目的 筛选与口腔鳞状细胞癌(OSCC)相关的微小RNA(miR)生物标志物,并分析其靶基因的功能。 方法 从癌症基因组图谱数据库中下载人OSCC的miR高通量数据,使用R软件筛选差异miR,然后使用DAVID在线工具对选定的差异miR进行生物信息学分析。 结果 表达上调差异超过10倍的miR有11个,下调的miR有6个。差异miR靶基因预测共得到564个共同靶基因,GO功能注释显著富集于钙离子结合、金属离子、转换生长因子受体结合、磷脂酶的活动等功能。 结论 差异miR或许可作为OSCC重要的的分子标志物,为进一步探讨其在OSCC诊断或靶向治疗中的运用提供实验依据。
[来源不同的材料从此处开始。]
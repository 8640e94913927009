//! Whitespace trimming and collapsing

use rowan::TextRange;

use super::{FixContext, Synthesis};
use crate::autofix::{Replacement, TextEdit};
use crate::resolver::Anchor;
use crate::syntax::SyntaxKind;
use crate::syntax::nodes::next_significant_token;
use crate::trivia::{Token, TriviaKind, TriviaSide, range_of, text_of, trivia_lines, without_trailing_whitespace};

/// Trim the whitespace at the end of the line holding the anchored trivia
pub(super) fn trim_line_end(context: &FixContext<'_>) -> Synthesis {
    let Anchor::Trivia { trivia, owner, side } = context.anchor else {
        return Err(context.decline("violation does not point at trivia"));
    };
    let view = Token::new(owner.clone());
    let list = view.trivia(*side);
    let Some(index) = list.iter().position(|t| t.range == trivia.text_range()) else {
        return Err(context.decline("trivia is not owned by its token"));
    };
    let Some(line) = trivia_lines(list).into_iter().find(|line| line.contains(&index)) else {
        return Err(context.decline("trivia is not owned by its token"));
    };

    let mut segment = &list[line];
    match segment.last() {
        Some(last) if last.kind == TriviaKind::EndOfLine => segment = &segment[..segment.len() - 1],
        // The last line of a list only ends the text when nothing follows
        _ if ends_file(owner, *side) => {}
        _ => return Err(context.decline("whitespace does not end a line")),
    }

    let trimmed = without_trailing_whitespace(segment);
    let Some(range) = range_of(segment) else {
        return Err(context.decline("no whitespace to trim"));
    };
    if trimmed.len() == segment.len() {
        return Err(context.decline("no whitespace to trim"));
    }
    Ok(Replacement::text(TextEdit::replace(range, text_of(&trimmed))))
}

fn ends_file(owner: &crate::syntax::SyntaxToken, side: TriviaSide) -> bool {
    match side {
        TriviaSide::Leading => owner.kind() == SyntaxKind::Eof,
        TriviaSide::Trailing => {
            next_significant_token(owner).is_some_and(|next| next.kind() == SyntaxKind::Eof)
        }
    }
}

/// Collapse a whitespace run between two tokens to a single space
pub(super) fn collapse_whitespace(context: &FixContext<'_>) -> Synthesis {
    let Anchor::Trivia { trivia, .. } = context.anchor else {
        return Err(context.decline("violation does not point at trivia"));
    };
    if trivia.kind() != SyntaxKind::Whitespace {
        return Err(context.decline("violation does not point at whitespace"));
    }
    if trivia.text() == " " {
        return Err(context.decline("whitespace is already a single space"));
    }
    Ok(Replacement::text(TextEdit::replace(trivia.text_range(), " ")))
}

/// Delete the whitespace separating a semicolon from the code before it
pub(super) fn remove_space_before_semicolon(context: &FixContext<'_>) -> Synthesis {
    let Anchor::Trivia {
        owner,
        side: TriviaSide::Trailing,
        ..
    } = context.anchor
    else {
        return Err(context.decline("violation does not point at trailing whitespace"));
    };
    let Some(semicolon) = next_significant_token(owner).filter(|t| t.kind() == SyntaxKind::Semicolon)
    else {
        return Err(context.decline("whitespace is not followed by a semicolon"));
    };

    let view = Token::new(owner.clone());
    if !view.trailing().iter().all(|t| t.kind == TriviaKind::Whitespace) {
        return Err(context.decline("a comment or line break precedes the semicolon"));
    }
    let range = TextRange::new(owner.text_range().end(), semicolon.text_range().start());
    Ok(Replacement::text(TextEdit::delete(range)))
}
Bioinformatic Identification and Analysis of miR in Oral Squamous Cell Carcinoma

ABSTRACT: Objective To screen the oral squamous cell sarcinoma(OSCC)miR biomarkers and analyze the functions of their target genes. Methods Download OSCC related miR high-throughput data from The Cancer Genome Atlas(TCGA)database to screen the differential miR using R software. Bioinformatics analysis was carried out using DAVID for the selected differential miR. Results 11 miR were upregulated more than 10 fold, and 6 miR were downregulated. There were 564 overlapping target genes of miR, and these miR were significantly richened in GOs such as calcium ion binding, metal ion binding, transforming growth factor beta receptor binding, and phospholipase activity. Conclusion Many differentially expressed miR may be used to define important molecular markers, which offer novel strategies for prevention, diagnosis, prognosis, and subsequent targeted treatment in OSCC.